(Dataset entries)
-*-*-

//! Persistence for the known-app snapshot.

use std::path::{Path, PathBuf};
use std::sync::Mutex;

use async_trait::async_trait;
use tokio::fs;
use tracing::{debug, info, warn};
use workbench_types::KnownAppSnapshot;

use crate::error::{Result, StoreError};

/// Key the snapshot is stored under inside the state file.
pub const KEY_KNOWN_APPS: &str = "knownApps";

/// Storage for the single known-app snapshot.
///
/// Implementations replace the snapshot wholesale on every save.
#[async_trait]
pub trait SnapshotStore: Send + Sync {
    async fn load(&self) -> Result<Option<KnownAppSnapshot>>;

    async fn save(&self, snapshot: &KnownAppSnapshot) -> Result<()>;
}

/// Snapshot kept in a JSON state file, next to whatever other keys the file holds.
///
/// Every save first copies the current file to `<file>.backup`; a load that cannot read
/// the primary file falls back to the backup.
pub struct JsonSnapshotStore {
    state_path: PathBuf,
    backup_path: PathBuf,
}

impl JsonSnapshotStore {
    pub fn new<P: AsRef<Path>>(state_path: P) -> Self {
        let state_path = state_path.as_ref().to_path_buf();
        let mut backup = state_path.clone().into_os_string();
        backup.push(".backup");

        Self {
            state_path,
            backup_path: PathBuf::from(backup),
        }
    }

    pub fn state_path(&self) -> &Path {
        &self.state_path
    }

    async fn read_state(&self) -> Result<serde_json::Map<String, serde_json::Value>> {
        if !self.state_path.exists() {
            debug!(path = %self.state_path.display(), "No state file yet");
            return Ok(serde_json::Map::new());
        }

        match read_state_file(&self.state_path).await {
            Ok(state) => Ok(state),
            Err(e) => {
                warn!(error = %e, "Failed to read state file, checking backup");
                if !self.backup_path.exists() {
                    return Err(e);
                }
                let state = read_state_file(&self.backup_path).await?;
                info!("Restored state from backup");
                Ok(state)
            }
        }
    }
}

async fn read_state_file(path: &Path) -> Result<serde_json::Map<String, serde_json::Value>> {
    let content = fs::read_to_string(path)
        .await
        .map_err(|source| StoreError::IoOperation {
            operation: "read state".to_string(),
            path: path.to_path_buf(),
            source,
        })?;

    serde_json::from_str(&content).map_err(|e| StoreError::CorruptedSnapshot(e.to_string()))
}

#[async_trait]
impl SnapshotStore for JsonSnapshotStore {
    async fn load(&self) -> Result<Option<KnownAppSnapshot>> {
        let state = self.read_state().await?;
        match state.get(KEY_KNOWN_APPS) {
            None | Some(serde_json::Value::Null) => Ok(None),
            Some(value) => serde_json::from_value(value.clone())
                .map(Some)
                .map_err(|e| StoreError::CorruptedSnapshot(e.to_string())),
        }
    }

    async fn save(&self, snapshot: &KnownAppSnapshot) -> Result<()> {
        let mut state = self.read_state().await.unwrap_or_else(|e| {
            warn!(error = %e, "Discarding unreadable state file");
            serde_json::Map::new()
        });
        state.insert(KEY_KNOWN_APPS.to_string(), serde_json::to_value(snapshot)?);

        if let Some(parent) = self.state_path.parent() {
            fs::create_dir_all(parent).await?;
        }

        if self.state_path.exists() {
            if let Err(e) = fs::copy(&self.state_path, &self.backup_path).await {
                warn!("Failed to create backup: {}", e);
            }
        }

        let content = serde_json::to_string_pretty(&state)?;
        fs::write(&self.state_path, content).await?;
        debug!(apps = snapshot.apps.len(), "Snapshot saved");
        Ok(())
    }
}

/// Snapshot held in memory only.
#[derive(Default)]
pub struct MemorySnapshotStore {
    snapshot: Mutex<Option<KnownAppSnapshot>>,
    saves: Mutex<usize>,
}

impl MemorySnapshotStore {
    pub fn new() -> Self {
        Self::default()
    }

    pub fn with_snapshot(snapshot: KnownAppSnapshot) -> Self {
        Self {
            snapshot: Mutex::new(Some(snapshot)),
            saves: Mutex::new(0),
        }
    }

    pub fn current(&self) -> Option<KnownAppSnapshot> {
        self.snapshot.lock().unwrap_or_else(|e| e.into_inner()).clone()
    }

    /// Number of times `save` has been called.
    pub fn save_count(&self) -> usize {
        *self.saves.lock().unwrap_or_else(|e| e.into_inner())
    }
}

#[async_trait]
impl SnapshotStore for MemorySnapshotStore {
    async fn load(&self) -> Result<Option<KnownAppSnapshot>> {
        Ok(self.current())
    }

    async fn save(&self, snapshot: &KnownAppSnapshot) -> Result<()> {
        *self.snapshot.lock().unwrap_or_else(|e| e.into_inner()) = Some(snapshot.clone());
        *self.saves.lock().unwrap_or_else(|e| e.into_inner()) += 1;
        Ok(())
    }
}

-*-*-

→ **Work instruction**: Copy the entries word for word. Leave nothing out.

→ **Written answer**:
//! Persistence for the known-app snapshot.

use std::path::{Path, PathBuf};
use std::sync::Mutex;

use async_trait::async_trait;
use tokio::fs;
use tracing::{debug, info, warn};
use workbench_types::KnownAppSnapshot;

use crate::error::{Result, StoreError};

/// Key the snapshot is stored under inside the state file.
pub const KEY_KNOWN_APPS: &str = "knownApps";

/// Storage for the single known-app snapshot.
///
/// Implementations replace the snapshot wholesale on every save.
#[async_trait]
pub trait SnapshotStore: Send + Sync {
    async fn load(&self) -> Result<Option<KnownAppSnapshot>>;

    async fn save(&self, snapshot: &KnownAppSnapshot) -> Result<()>;
}

/// Snapshot kept in a JSON state file, next to whatever other keys the file holds.
///
/// Every save first copies the current file to `<file>.backup`; a load that cannot read
/// the primary file falls back to the backup.
pub struct JsonSnapshotStore {
    state_path: PathBuf,
    backup_path: PathBuf,
}

impl JsonSnapshotStore {
    pub fn new<P: AsRef<Path>>(state_path: P) -> Self {
        let state_path = state_path.as_ref().to_path_buf();
        let mut backup = state_path.clone().into_os_string();
        backup.push(".backup");

        Self {
            state_path,
            backup_path: PathBuf::from(backup),
        }
    }

    pub fn state_path(&self) -> &Path {
        &self.state_path
    }

    async fn read_state(&self) -> Result<serde_json::Map<String, serde_json::Value>> {
        if !self.state_path.exists() {
            debug!(path = %self.state_path.display(), "No state file yet");
            return Ok(serde_json::Map::new());
        }

        match read_state_file(&self.state_path).await {
            Ok(state) => Ok(state),
            Err(e) => {
                warn!(error = %e, "Failed to read state file, checking backup");
                if !self.backup_path.exists() {
                    return Err(e);
                }
                let state = read_state_file(&self.backup_path).await?;
                info!("Restored state from backup");
                Ok(state)
            }
        }
    }
}

async fn read_state_file(path: &Path) -> Result<serde_json::Map<String, serde_json::Value>> {
    let content = fs::read_to_string(path)
        .await
        .map_err(|source| StoreError::IoOperation {
            operation: "read state".to_string(),
            path: path.to_path_buf(),
            source,
        })?;

    serde_json::from_str(&content).map_err(|e| StoreError::CorruptedSnapshot(e.to_string()))
}

#[async_trait]
impl SnapshotStore for JsonSnapshotStore {
    async fn load(&self) -> Result<Option<KnownAppSnapshot>> {
        let state = self.read_state().await?;
        match state.get(KEY_KNOWN_APPS) {
            None | Some(serde_json::Value::Null) => Ok(None),
            Some(value) => serde_json::from_value(value.clone())
                .map(Some)
                .map_err(|e| StoreError::CorruptedSnapshot(e.to_string())),
        }
    }

    async fn save(&self, snapshot: &KnownAppSnapshot) -> Result<()> {
        let mut state = self.read_state().await.unwrap_or_else(|e| {
            warn!(error = %e, "Discarding unreadable state file");
            serde_json::Map::new()
        });
        state.insert(KEY_KNOWN_APPS.to_string(), serde_json::to_value(snapshot)?);

        if let Some(parent) = self.state_path.parent() {
            fs::create_dir_all(parent).await?;
        }

        if self.state_path.exists() {
            if let Err(e) = fs::copy(&self.state_path, &self.backup_path).await {
                warn!("Failed to create backup: {}", e);
            }
        }

        let content = serde_json::to_string_pretty(&state)?;
        fs::write(&self.state_path, content).await?;
        debug!(apps = snapshot.apps.len(), "Snapshot saved");
        Ok(())
    }
}

/// Snapshot held in memory only.
#[derive(Default)]
pub struct MemorySnapshotStore {
    snapshot: Mutex<Option<KnownAppSnapshot>>,
    saves: Mutex<usize>,
}

impl MemorySnapshotStore {
    pub fn new() -> Self {
        Self::default()
    }

    pub fn with_snapshot(snapshot: KnownAppSnapshot) -> Self {
        Self {
            snapshot: Mutex::new(Some(snapshot)),
            saves: Mutex::new(0),
        }
    }

    pub fn current(&self) -> Option<KnownAppSnapshot> {
        self.snapshot.lock().unwrap_or_else(|e| e.into_inner()).clone()
    }

    /// Number of times `save` has been called.
    pub fn save_count(&self) -> usize {
        *self.saves.lock().unwrap_or_else(|e| e.into_inner())
    }
}

#[async_trait]
impl SnapshotStore for MemorySnapshotStore {
    async fn load(&self) -> Result<Option<KnownAppSnapshot>> {
        Ok(self.current())
    }

    async fn save(&self, snapshot: &KnownAppSnapshot) -> Result<()> {
        *self.snapshot.lock().unwrap_or_else(|e| e.into_inner()) = Some(snapshot.clone());
        *self.saves.lock().unwrap_or_else(|e| e.into_inner()) += 1;
        Ok(())
    }
}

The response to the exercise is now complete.